|Title||Zufällige Punktprozesse; eine Einführung mit Anwendungsbeispielen|
|Year of publication||1992|
|Reviewed by||Günter Vojta|
In recent years, the theory of stochastic processes and stochastic fields and its applications have experienced an enormous progress. Particularly important is the theory of stochastic point processes. A point process can be defined as a set of isolated points randomly distributed in some space; the points may represent times of events, spatial locations of objects or even paths in phase spaces followed by a stochastic system. Today the applications of point processes range from renewal theory and theory of queues to theories of random walk, of percolation and of transport processes in fractal systems, to quantum field theory and to many other fields of physics, materials research, biology and science generally.

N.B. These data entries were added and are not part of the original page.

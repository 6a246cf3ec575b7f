// Copyright 2026 the Strata Authors
// SPDX-License-Identifier: Apache-2.0 OR MIT

//! Open-addressed map with a configurable miss value.

use core::borrow::Borrow;
use core::fmt::Debug;
use core::hash::{BuildHasher, Hash};

use fxhash::FxBuildHasher;

use crate::table::{self, MIN_CAPACITY, RawTable};

/// Key to value association sharing [`OpenSet`](crate::OpenSet)'s slot and
/// resize discipline.
///
/// Every map carries a "zero" value that [`get`](Self::get) hands back on a
/// miss, so lookups of plain data never need to branch on presence.
pub struct OpenMap<K, V, S = FxBuildHasher> {
    table: RawTable<K, V, S>,
    zero: V,
}

impl<K, V> OpenMap<K, V> {
    /// Create an empty map returning `zero` for missing keys.
    pub fn new(zero: V) -> Self {
        Self::with_hasher(zero, FxBuildHasher::default())
    }
}

impl<K, V, S> OpenMap<K, V, S> {
    /// Create an empty map with an explicit hasher.
    pub fn with_hasher(zero: V, hasher: S) -> Self {
        Self::with_capacity_and_hasher(zero, MIN_CAPACITY, hasher)
    }

    /// Create an empty map whose table never shrinks below `capacity` slots.
    pub fn with_capacity_and_hasher(zero: V, capacity: usize, hasher: S) -> Self {
        Self {
            table: RawTable::with_hasher(capacity, hasher),
            zero,
        }
    }

    /// Number of keys.
    pub fn len(&self) -> usize {
        self.table.len()
    }

    /// Whether the map has no keys.
    pub fn is_empty(&self) -> bool {
        self.table.len() == 0
    }

    /// Number of slots in the backing table; zero until the first insert.
    pub fn capacity(&self) -> usize {
        self.table.capacity()
    }

    /// Value returned by [`get`](Self::get) on a miss.
    pub fn zero(&self) -> &V {
        &self.zero
    }

    /// Remove every entry, keeping the table.
    pub fn clear(&mut self) {
        self.table.clear();
    }

    /// Iterate live entries in slot order.
    pub fn iter(&self) -> Iter<'_, K, V> {
        Iter {
            inner: self.table.iter(),
        }
    }

    /// Iterate keys in slot order.
    pub fn keys(&self) -> impl Iterator<Item = &K> {
        self.iter().map(|(key, _)| key)
    }
}

impl<K, V, S> OpenMap<K, V, S>
where
    K: Hash + Eq,
    S: BuildHasher,
{
    /// Add `key` with `value` unless the key is already present, in which case
    /// nothing changes. Returns whether the entry was added.
    pub fn insert(&mut self, key: K, value: V) -> bool {
        self.table.insert(key, value)
    }

    /// Store `value` under `key`, replacing and returning any previous value.
    pub fn set(&mut self, key: K, value: V) -> Option<V> {
        self.table.set(key, value)
    }

    /// Mutable access to the value under `key`, inserting `default()` first if
    /// the key is missing.
    pub fn get_or_insert_with(&mut self, key: K, default: impl FnOnce() -> V) -> &mut V {
        self.table.get_or_insert_with(key, default)
    }

    /// Remove `key`. Returns whether it was present.
    pub fn remove<Q>(&mut self, key: &Q) -> bool
    where
        K: Borrow<Q>,
        Q: Hash + Eq + ?Sized,
    {
        self.table.remove(key).is_some()
    }

    /// Whether `key` is present.
    pub fn contains_key<Q>(&self, key: &Q) -> bool
    where
        K: Borrow<Q>,
        Q: Hash + Eq + ?Sized,
    {
        self.table.find(key).is_some()
    }

    /// Copy of the value under `key`, or of the zero value on a miss.
    pub fn get<Q>(&self, key: &Q) -> V
    where
        K: Borrow<Q>,
        Q: Hash + Eq + ?Sized,
        V: Clone,
    {
        self.table.get(key).unwrap_or(&self.zero).clone()
    }

    /// Reference to the stored value under `key`.
    pub fn get_ref<Q>(&self, key: &Q) -> Option<&V>
    where
        K: Borrow<Q>,
        Q: Hash + Eq + ?Sized,
    {
        self.table.get(key)
    }

    /// In-place access to the stored value under `key`.
    pub fn get_mut<Q>(&mut self, key: &Q) -> Option<&mut V>
    where
        K: Borrow<Q>,
        Q: Hash + Eq + ?Sized,
    {
        self.table.get_mut(key)
    }
}

impl<K, V: Default> Default for OpenMap<K, V> {
    fn default() -> Self {
        Self::new(V::default())
    }
}

impl<K: Clone, V: Clone, S: Clone> Clone for OpenMap<K, V, S> {
    fn clone(&self) -> Self {
        Self {
            table: self.table.clone(),
            zero: self.zero.clone(),
        }
    }
}

impl<K: Debug, V: Debug, S> Debug for OpenMap<K, V, S> {
    fn fmt(&self, f: &mut core::fmt::Formatter<'_>) -> core::fmt::Result {
        f.debug_map().entries(self.iter()).finish()
    }
}

impl<'a, K, V, S> IntoIterator for &'a OpenMap<K, V, S> {
    type Item = (&'a K, &'a V);
    type IntoIter = Iter<'a, K, V>;

    fn into_iter(self) -> Self::IntoIter {
        self.iter()
    }
}

/// Iterator over the live entries of an [`OpenMap`].
#[derive(Clone, Debug)]
pub struct Iter<'a, K, V> {
    inner: table::Iter<'a, K, V>,
}

impl<'a, K, V> Iterator for Iter<'a, K, V> {
    type Item = (&'a K, &'a V);

    fn next(&mut self) -> Option<Self::Item> {
        self.inner.next()
    }

    fn size_hint(&self) -> (usize, Option<usize>) {
        self.inner.size_hint()
    }
}

impl<K, V> ExactSizeIterator for Iter<'_, K, V> {}
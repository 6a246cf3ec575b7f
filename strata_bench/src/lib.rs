// Copyright 2026 the Strata Authors
// SPDX-License-Identifier: Apache-2.0 OR MIT

//! Strata Bench: drives the Strata spatial strategies through identical workloads.
//!
//! - [`Workload`]: seeded uniform or clustered box populations.
//! - [`run_cycle`] / [`run_benchmark`]: the insert → query → clear loop and its timing.
//! - [`Recorder`]: per-count samples summarized into [`BenchmarkRecord`]s.
//!
//! ```rust
//! use strata_bench::{Workload, run_benchmark};
//! use strata_index::{QuadtreeConfig, Strategy};
//!
//! let mut index = Strategy::new(QuadtreeConfig::default())?;
//! let report = run_benchmark(&mut index, &Workload::default(), &[100, 200], 2)?;
//! assert_eq!(report.strategy, "quadtree");
//! assert_eq!(report.records.len(), 2);
//! # Ok::<(), strata_bench::BenchError>(())
//! ```

pub mod error;
pub mod harness;
pub mod recorder;
pub mod workload;

pub use error::{BenchError, BenchResult};
pub use harness::{CycleOutcome, QUERY_MARGIN, draw_populated, run_benchmark, run_cycle};
pub use recorder::{BenchmarkRecord, Recorder, Report};
pub use workload::{Distribution, Workload};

The literature, viz. textbooks or research monographs, on these topics is up to now not very rich. Therefore, texts like the book under review are welcome. This volume offers a good introduction into the whole field of simple and marked point processes in spaces of one and several dimensions together with selected applications, particularly the theory of queues, stochastic geometry and stereology.
The volume is divided into thirteen chapters in which, in turn, there are thoroughly treated fundamentals, representations and characteristic properties of point processes including Campbell measures, Palm distributions and generating functionals, stationary processes, Poisson, Cox and cluster processes, ergodic and mixing properties, semi-Markovian processes, marked point processes, martingale methods for point processes, processes in higher-dimensional spaces and, repeatedly, applications as mentioned. A list of symbols, important references (6 pp.) and an index supplement the text.
The approach chosen is based on counting measures; from there other important representations of point processes follow easily. The book is vividly written, mathematical rigour is aimed at corresponding to the introductory level of the text. Proofs are given for the most part in detail and completely. A larger number of problems (without solutions) are added after each chapter. Unfortunately, spectral representations of point processes and questions of statistical inference are not considered. Applications of point processes in physics are largely outside the scope of the book.
The volume is certainly suitable as a text for graduate-level courses and seminars as well as for self-instruction. Necessary prerequisites for the reader are a good knowledge of probability theory based on a measure-theoretic approach and of martingale theory. The book is recommended to researchers, teachers and students of probability theory and any of its applications.